-- WHAT YOU ARE ASKED TO DO --
If a line in the data contains "metadata", copy it out.

-- PROVIDED DATA --

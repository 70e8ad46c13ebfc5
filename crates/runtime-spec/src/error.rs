//! Runtime descriptor errors

use thiserror::Error;

/// Errors raised while loading or validating a [`crate::RuntimeSpec`].
///
/// Every variant except `Io` and `Parse` is an invalid-argument error and is
/// raised before any call to the cluster.
#[derive(Debug, Error)]
pub enum SpecError {
    /// Workload name is empty
    #[error("workload name must not be empty")]
    EmptyName,

    /// Image reference is empty
    #[error("image name must not be empty")]
    EmptyImage,

    /// Name cannot be used as an object name and label value
    #[error("invalid workload name '{name}': {reason}")]
    InvalidName { name: String, reason: &'static str },

    /// Replica count below zero
    #[error("replica count must not be negative (got {0})")]
    NegativeReplicas(i32),

    /// Port outside 1-65535
    #[error("port {0} is outside the range 1-65535")]
    InvalidPort(i32),

    /// Same port declared twice
    #[error("port {0} is declared more than once")]
    DuplicatePort(i32),

    /// Runtime file could not be read
    #[error("failed to read runtime spec: {0}")]
    Io(#[from] std::io::Error),

    /// Runtime file is not valid YAML for a runtime spec
    #[error("failed to parse runtime spec: {0}")]
    Parse(#[from] serde_yaml::Error),
}
//! Service derivation.

use crate::labels::selector_labels;
use crate::runtime::RuntimeSpec;
use k8s_openapi::api::core::v1::{Service, ServicePort, ServiceSpec};
use k8s_openapi::apimachinery::pkg::apis::meta::v1::ObjectMeta;
use k8s_openapi::apimachinery::pkg::util::intstr::IntOrString;

/// Service type used when the workload asks for a public address.
pub const PUBLIC_SERVICE_TYPE: &str = "LoadBalancer";

/// Builds the Service for `spec` in `namespace`, or `None` when no ports are declared.
///
/// Each declared port becomes a TCP service port named by its index and
/// targeting the same container port. Without `public_address` the type is
/// left unset so the cluster assigns a cluster-internal address.
#[must_use]
pub fn build_service(spec: &RuntimeSpec, namespace: &str) -> Option<Service> {
    if !spec.exposes_ports() {
        return None;
    }

    let ports = spec
        .ports
        .iter()
        .enumerate()
        .map(|(index, &port)| ServicePort {
            name: Some(index.to_string()),
            port,
            target_port: Some(IntOrString::Int(port)),
            protocol: Some("TCP".to_string()),
            ..Default::default()
        })
        .collect();

    Some(Service {
        metadata: ObjectMeta {
            name: Some(spec.name.clone()),
            namespace: Some(namespace.to_string()),
            labels: Some(selector_labels(&spec.name)),
            ..Default::default()
        },
        spec: Some(ServiceSpec {
            ports: Some(ports),
            selector: Some(selector_labels(&spec.name)),
            type_: spec
                .public_address
                .then(|| PUBLIC_SERVICE_TYPE.to_string()),
            ..Default::default()
        }),
        status: None,
    })
}

#[cfg(test)]
mod tests {
    use super::*;

    #[test]
    fn test_build_service_none_without_ports() {
        let spec = RuntimeSpec::new("nginx", "web").with_public_address(true);
        assert!(build_service(&spec, "default").is_none());
    }

    #[test]
    fn test_build_service_public_web_scenario() {
        let spec = RuntimeSpec::new("nginx", "web")
            .with_replicas(2)
            .with_ports(vec![80])
            .with_public_address(true);
        let service = build_service(&spec, "default").unwrap();

        assert_eq!(service.metadata.name.as_deref(), Some("web"));
        assert_eq!(service.metadata.namespace.as_deref(), Some("default"));

        let sspec = service.spec.unwrap();
        assert_eq!(sspec.type_.as_deref(), Some("LoadBalancer"));
        assert_eq!(sspec.selector, Some(selector_labels("web")));

        let ports = sspec.ports.unwrap();
        assert_eq!(ports.len(), 1);
        assert_eq!(ports[0].name.as_deref(), Some("0"));
        assert_eq!(ports[0].port, 80);
        assert_eq!(ports[0].target_port, Some(IntOrString::Int(80)));
        assert_eq!(ports[0].protocol.as_deref(), Some("TCP"));
    }

    #[test]
    fn test_build_service_internal_by_default() {
        let spec = RuntimeSpec::new("redis", "cache").with_ports(vec![6379]);
        let service = build_service(&spec, "default").unwrap();
        assert!(service.spec.unwrap().type_.is_none());
    }

    #[test]
    fn test_build_service_ports_named_by_index() {
        let spec = RuntimeSpec::new("app", "api").with_ports(vec![8080, 8443, 9090]);
        let ports = build_service(&spec, "default")
            .unwrap()
            .spec
            .unwrap()
            .ports
            .unwrap();

        let names: Vec<_> = ports.iter().filter_map(|p| p.name.as_deref()).collect();
        assert_eq!(names, vec!["0", "1", "2"]);
        let numbers: Vec<_> = ports.iter().map(|p| p.port).collect();
        assert_eq!(numbers, vec![8080, 8443, 9090]);
    }
}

-- WRITTEN RESPONSE --
        metadata: ObjectMeta {
        assert_eq!(service.metadata.name.as_deref(), Some("web"));
        assert_eq!(service.metadata.namespace.as_deref(), Some("default"));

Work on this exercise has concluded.